Election Day By the Numbers: 2020 Features High-Stakes Races and High Voter Turnout

Heading into election day, over 95 million Americans have already voted according to the U.S. Elections Project. This record level of early voting is indicative of one of the most hotly contested and divisive elections in U.S. history. 

The election has also been complicated by COVID-19. States and localities have had to scramble to find the resources, money, and people needed to hold a high-turnout election safely. In many states, the solution was to expand mail-in and early, in-person. This adds a new level uncertainty as the different levels of government attempt to deal with the unprecedented levels of early voting. This could also lead to delayed election results, as certain states allow ballots to be received after election day. 

In America, election administration is given as a state duty by the constitution. This results in many different systems and rules based on the location. Also, as the election is playing out, many lawsuits have been decided or are being litigated to decide which ballots will count. This uncertainty has many on the left worried that the president will use this uncertainty to claim victory with a lack of any evidence. 

What is clear is what’s at stake on this election day: Democrats are on offense with a chance to claim a trifecta (Control of the House, Senate, and Presidency) at the federal level. Starting with the House, FiveThirtyEight (a data-focused news outlet that predicts election results based on polling and other variables) gives the Democrats a 98 percent chance of keeping control of the chamber. The Senate is a little tougher but still has Democrats optimistic. FiveThirtyEight gives Democrats a 76 percent chance of holding on to the chamber. And finally, at the presidential level, the site says Joe Biden has a 90 percent chance of winning the presidency. It should be noted that the forecasts do not factor in judicial challenges to the results. 

Presidency

At the presidential level, Joe Biden is squarely in the lead, and unless there is an unprecedented polling error, President Donald Trump will have to run the tables in all the battleground states. 

How Trump Could Win: To win, Trump will have to make up a large deficit in the polls to Biden, and he will have to rely on key demographics in swing states to reach 270. First Trump has to hold onto the states that he didn’t think he’d have to defend. Most major pollsters show races in Texas, Georgia, Iowa, and Ohio are close to a dead heat in polling; Trump carried these states handily last time. If Trump doesn’t hold on to all four of these toss-ups, the race is over for him. On top of that Trump will also have to win in three swing states in the South, as well as North Carolina, Arizona and Florida. Without these three states the president has little chance of prevailing. And finally, on top of all of that he would have to come from behind to win in Pennsylvania where the most recent New York Times poll has Biden leading by six points. While it may be easy to count the president out, it was only four years ago when the political outsider shocked the world by crushing his predictions and winning the White House.
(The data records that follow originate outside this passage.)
//! Drains a response body into memory while reporting progress.

use futures_util::{Stream, StreamExt};
use thiserror::Error;
use tracing::{debug, trace};

use super::events::{AttemptId, ProgressSink, StreamProgress};
use super::fetch::FetchError;

/// Upper bound on the up-front buffer reservation.
const MAX_PREALLOCATION: u64 = 64 * 1024 * 1024;

/// Why draining a body stopped early.
#[derive(Debug, Error)]
pub enum StreamError {
    /// Reading a chunk failed.
    #[error("stream read failed after {received} bytes: {source}")]
    Read {
        /// Bytes accepted before the failure.
        received: u64,
        /// The transport error.
        #[source]
        source: FetchError,
    },

    /// The body grew past the hard byte limit.
    #[error("stream exceeded {limit} bytes (received {received})")]
    LimitExceeded {
        /// The configured limit.
        limit: u64,
        /// Bytes received including the offending chunk.
        received: u64,
    },
}

/// Consumes `body` chunk by chunk and returns the concatenated bytes.
///
/// After every chunk, one [`StreamProgress`] is handed to `sink`. A known
/// `expected_total` yields determinate fractions; `None` or `Some(0)` yields
/// indeterminate progress. Consumption stops with [`StreamError::LimitExceeded`]
/// as soon as more than `limit` bytes have arrived.
///
/// # Errors
///
/// Returns [`StreamError::Read`] when a chunk fails, and
/// [`StreamError::LimitExceeded`] when the body is over `limit`.
pub async fn consume_stream<S>(
    body: S,
    expected_total: Option<u64>,
    limit: u64,
    attempt: AttemptId,
    sink: &dyn ProgressSink,
) -> Result<Vec<u8>, StreamError>
where
    S: Stream<Item = Result<bytes::Bytes, FetchError>> + Unpin,
{
    let expected_total = expected_total.filter(|t| *t > 0);
    let reserve = expected_total.map_or(0, |t| t.min(limit).min(MAX_PREALLOCATION));
    let mut buffer = Vec::with_capacity(usize::try_from(reserve).unwrap_or(0));
    let mut received: u64 = 0;
    let mut body = body;

    while let Some(chunk) = body.next().await {
        let chunk = chunk.map_err(|source| StreamError::Read { received, source })?;
        received = received.saturating_add(chunk.len() as u64);
        if received > limit {
            debug!(attempt = %attempt, limit, received, "body exceeded size limit");
            return Err(StreamError::LimitExceeded { limit, received });
        }
        buffer.extend_from_slice(&chunk);

        let progress = StreamProgress::new(attempt, received, expected_total);
        trace!(attempt = %attempt, received, label = %progress.label(), "chunk received");
        sink.on_progress(&progress);
    }

    Ok(buffer)
}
How Biden Could Win: Biden’s path to 270 electoral votes isn’t complicated or nearly as hard as Trump’s. Simply put, out of the eight competitive states (Pennsylvania, Ohio, Arizona, Georgia, Florida, North Carolina, Iowa and Texas), Biden needs to win one. If he is able to capture just one of these states he will win the presidency. Despite what seems like an easy task, the left is still haunted by their false optimism four years ago.

Senate 

The outcome of the senate will have a large effect on the governing success of whomever wins the White House. Right now, the Senate is composed of 53 Republicans and 47 Democrats. And Democrat Doug Jones of Alabama is very unlikely to win reelection. This means that to control the senate, the Democrats will need to gain four seats if Biden wins and five seats if he doesn’t win. (The reason for this difference: the Vice President would cast the deciding vote in a tie, meaning that Democrat Kamala Harris would add another vote if Biden wins). 

Democrats are favored to take back seats in Colorado, Maine, North Carolina and Arizona. They also have a nearly 50-50 chance of taking two seats, in Georgia and Iowa. They also have an outside shot of picking up seats in Montana, South Carolina, Alaska and Kansas. There will also most likely be a runoff in Georgia for its second Senate senate seat later this year (a runoff occurs when no candidate reaches 50 percent in the first election, then the top two candidates face off.)

House

For the Republicans to even have a chance to win the House, there would need to be a massive polling error, in which the news media dramatically misrepresented the views of the American public. The Democrats are almost certain to retain a majority in the house.

The Bottom Line

While each individual race is local and has many issues that depend on the state, the stakes at the national level are clear: if Biden wins on election night and Democrats retake the Senate while holding on the House, the Democratic Party will have a trifecta for the first time since Barack Obama’s first term.